* _Provided material_
+===+
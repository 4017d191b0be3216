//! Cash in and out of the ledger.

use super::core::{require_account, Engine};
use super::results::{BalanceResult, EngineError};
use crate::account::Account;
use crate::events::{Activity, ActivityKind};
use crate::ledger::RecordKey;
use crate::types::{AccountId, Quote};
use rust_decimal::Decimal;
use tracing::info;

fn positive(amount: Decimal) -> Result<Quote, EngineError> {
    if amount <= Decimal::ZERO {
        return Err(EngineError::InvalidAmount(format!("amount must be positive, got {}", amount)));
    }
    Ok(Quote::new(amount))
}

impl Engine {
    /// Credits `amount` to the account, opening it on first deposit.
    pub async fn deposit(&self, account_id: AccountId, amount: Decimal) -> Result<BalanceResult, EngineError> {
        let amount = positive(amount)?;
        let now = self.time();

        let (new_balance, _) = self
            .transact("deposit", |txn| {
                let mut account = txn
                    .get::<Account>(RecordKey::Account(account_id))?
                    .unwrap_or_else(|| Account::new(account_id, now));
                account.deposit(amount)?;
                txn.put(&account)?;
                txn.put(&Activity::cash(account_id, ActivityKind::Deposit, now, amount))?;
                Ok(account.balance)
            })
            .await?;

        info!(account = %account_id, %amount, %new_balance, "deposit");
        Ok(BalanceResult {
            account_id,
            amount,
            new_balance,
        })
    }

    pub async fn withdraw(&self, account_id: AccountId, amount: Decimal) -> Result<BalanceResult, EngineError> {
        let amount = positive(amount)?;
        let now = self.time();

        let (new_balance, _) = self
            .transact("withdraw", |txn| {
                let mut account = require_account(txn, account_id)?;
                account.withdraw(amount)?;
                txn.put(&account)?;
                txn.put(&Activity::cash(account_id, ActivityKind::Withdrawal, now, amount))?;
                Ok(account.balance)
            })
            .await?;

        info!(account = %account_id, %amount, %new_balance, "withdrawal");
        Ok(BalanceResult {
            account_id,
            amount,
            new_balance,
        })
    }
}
+===+
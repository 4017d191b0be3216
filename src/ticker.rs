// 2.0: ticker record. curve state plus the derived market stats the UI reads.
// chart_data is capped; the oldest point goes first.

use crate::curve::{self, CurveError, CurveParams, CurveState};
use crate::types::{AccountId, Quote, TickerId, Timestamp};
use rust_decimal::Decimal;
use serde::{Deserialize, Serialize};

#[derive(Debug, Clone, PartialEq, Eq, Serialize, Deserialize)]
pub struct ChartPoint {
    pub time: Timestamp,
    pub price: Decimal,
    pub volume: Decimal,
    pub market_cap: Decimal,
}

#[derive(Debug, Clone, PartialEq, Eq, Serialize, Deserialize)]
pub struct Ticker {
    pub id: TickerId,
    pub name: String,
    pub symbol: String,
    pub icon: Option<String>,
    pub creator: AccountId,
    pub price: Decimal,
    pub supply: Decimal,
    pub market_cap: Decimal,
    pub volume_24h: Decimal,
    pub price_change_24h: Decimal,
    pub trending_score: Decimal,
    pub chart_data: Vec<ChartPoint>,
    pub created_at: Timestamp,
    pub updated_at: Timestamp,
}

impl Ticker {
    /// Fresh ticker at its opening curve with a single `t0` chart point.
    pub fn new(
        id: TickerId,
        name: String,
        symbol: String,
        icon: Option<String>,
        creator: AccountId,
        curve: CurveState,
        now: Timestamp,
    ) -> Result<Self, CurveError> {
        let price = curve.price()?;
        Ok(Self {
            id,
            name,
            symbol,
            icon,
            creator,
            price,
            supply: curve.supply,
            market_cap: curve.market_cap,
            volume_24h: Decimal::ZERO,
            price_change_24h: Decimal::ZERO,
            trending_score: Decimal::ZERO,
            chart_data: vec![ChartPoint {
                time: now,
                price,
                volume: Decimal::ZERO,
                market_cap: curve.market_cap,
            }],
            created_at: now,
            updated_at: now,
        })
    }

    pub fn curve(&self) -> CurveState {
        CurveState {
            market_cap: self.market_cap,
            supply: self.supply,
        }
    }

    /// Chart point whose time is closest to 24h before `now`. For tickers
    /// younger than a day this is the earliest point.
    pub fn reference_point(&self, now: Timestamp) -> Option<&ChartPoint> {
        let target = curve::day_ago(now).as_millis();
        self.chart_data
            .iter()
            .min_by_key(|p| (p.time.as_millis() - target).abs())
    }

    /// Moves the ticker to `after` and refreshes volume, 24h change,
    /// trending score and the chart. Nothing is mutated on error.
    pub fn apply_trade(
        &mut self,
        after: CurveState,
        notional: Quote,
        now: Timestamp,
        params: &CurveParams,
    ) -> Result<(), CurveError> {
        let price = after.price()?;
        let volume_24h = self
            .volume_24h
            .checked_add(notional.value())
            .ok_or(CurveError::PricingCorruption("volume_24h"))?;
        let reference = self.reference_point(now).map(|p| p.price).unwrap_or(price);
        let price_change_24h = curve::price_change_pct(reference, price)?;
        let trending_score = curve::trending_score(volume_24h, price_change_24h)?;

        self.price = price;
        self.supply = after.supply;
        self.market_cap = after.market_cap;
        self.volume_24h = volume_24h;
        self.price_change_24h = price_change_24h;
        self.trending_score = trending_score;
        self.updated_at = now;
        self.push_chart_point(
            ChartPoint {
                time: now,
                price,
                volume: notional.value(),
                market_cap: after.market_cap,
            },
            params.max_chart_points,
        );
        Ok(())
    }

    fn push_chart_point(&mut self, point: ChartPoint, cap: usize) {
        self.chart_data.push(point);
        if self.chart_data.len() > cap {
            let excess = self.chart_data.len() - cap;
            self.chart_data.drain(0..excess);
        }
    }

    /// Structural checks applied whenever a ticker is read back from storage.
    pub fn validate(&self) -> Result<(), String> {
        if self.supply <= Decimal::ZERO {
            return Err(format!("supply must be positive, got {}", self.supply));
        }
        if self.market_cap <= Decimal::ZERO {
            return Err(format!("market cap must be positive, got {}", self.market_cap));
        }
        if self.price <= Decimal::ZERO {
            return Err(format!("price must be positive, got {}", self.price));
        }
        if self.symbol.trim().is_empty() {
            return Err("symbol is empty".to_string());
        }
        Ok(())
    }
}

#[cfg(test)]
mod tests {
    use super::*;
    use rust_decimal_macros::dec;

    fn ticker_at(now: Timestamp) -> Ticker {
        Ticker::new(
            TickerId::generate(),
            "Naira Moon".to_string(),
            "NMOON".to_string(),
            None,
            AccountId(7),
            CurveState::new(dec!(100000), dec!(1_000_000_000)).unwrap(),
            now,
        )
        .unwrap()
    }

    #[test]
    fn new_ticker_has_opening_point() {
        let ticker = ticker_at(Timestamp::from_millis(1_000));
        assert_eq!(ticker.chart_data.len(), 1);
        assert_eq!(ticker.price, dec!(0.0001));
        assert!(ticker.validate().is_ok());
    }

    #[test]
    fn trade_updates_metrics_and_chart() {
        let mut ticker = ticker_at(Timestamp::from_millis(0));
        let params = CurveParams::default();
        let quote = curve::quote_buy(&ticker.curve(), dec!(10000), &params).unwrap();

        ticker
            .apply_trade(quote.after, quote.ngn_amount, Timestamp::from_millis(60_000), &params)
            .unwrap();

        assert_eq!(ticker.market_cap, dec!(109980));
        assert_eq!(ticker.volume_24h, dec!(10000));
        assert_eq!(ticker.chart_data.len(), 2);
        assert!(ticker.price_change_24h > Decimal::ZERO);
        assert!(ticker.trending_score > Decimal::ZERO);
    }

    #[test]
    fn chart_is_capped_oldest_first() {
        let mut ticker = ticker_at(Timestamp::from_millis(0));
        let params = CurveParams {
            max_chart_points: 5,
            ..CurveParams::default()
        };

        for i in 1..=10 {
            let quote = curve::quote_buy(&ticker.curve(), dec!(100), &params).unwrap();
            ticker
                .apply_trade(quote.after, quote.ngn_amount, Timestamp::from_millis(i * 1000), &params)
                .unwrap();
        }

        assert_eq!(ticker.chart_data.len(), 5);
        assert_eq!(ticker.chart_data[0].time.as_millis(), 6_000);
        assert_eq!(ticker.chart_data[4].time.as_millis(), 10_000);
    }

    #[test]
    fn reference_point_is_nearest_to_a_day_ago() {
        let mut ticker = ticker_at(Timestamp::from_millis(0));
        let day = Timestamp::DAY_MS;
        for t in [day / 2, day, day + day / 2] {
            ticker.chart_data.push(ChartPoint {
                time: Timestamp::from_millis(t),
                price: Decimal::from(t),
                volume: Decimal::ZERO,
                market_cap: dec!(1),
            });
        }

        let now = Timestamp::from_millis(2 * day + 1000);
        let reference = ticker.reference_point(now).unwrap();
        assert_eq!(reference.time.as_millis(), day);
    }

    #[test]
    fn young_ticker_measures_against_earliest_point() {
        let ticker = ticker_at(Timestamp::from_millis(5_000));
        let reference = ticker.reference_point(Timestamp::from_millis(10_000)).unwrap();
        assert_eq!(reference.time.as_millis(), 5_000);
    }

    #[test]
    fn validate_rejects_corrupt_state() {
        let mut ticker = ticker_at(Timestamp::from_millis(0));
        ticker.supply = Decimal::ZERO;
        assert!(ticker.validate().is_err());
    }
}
+===+
* _Exercise objective_
Copy each line of the listing above that contains the word "async".

* _Exercise solution_
    pub async fn deposit(&self, account_id: AccountId, amount: Decimal) -> Result<BalanceResult, EngineError> {
    pub async fn withdraw(&self, account_id: AccountId, amount: Decimal) -> Result<BalanceResult, EngineError> {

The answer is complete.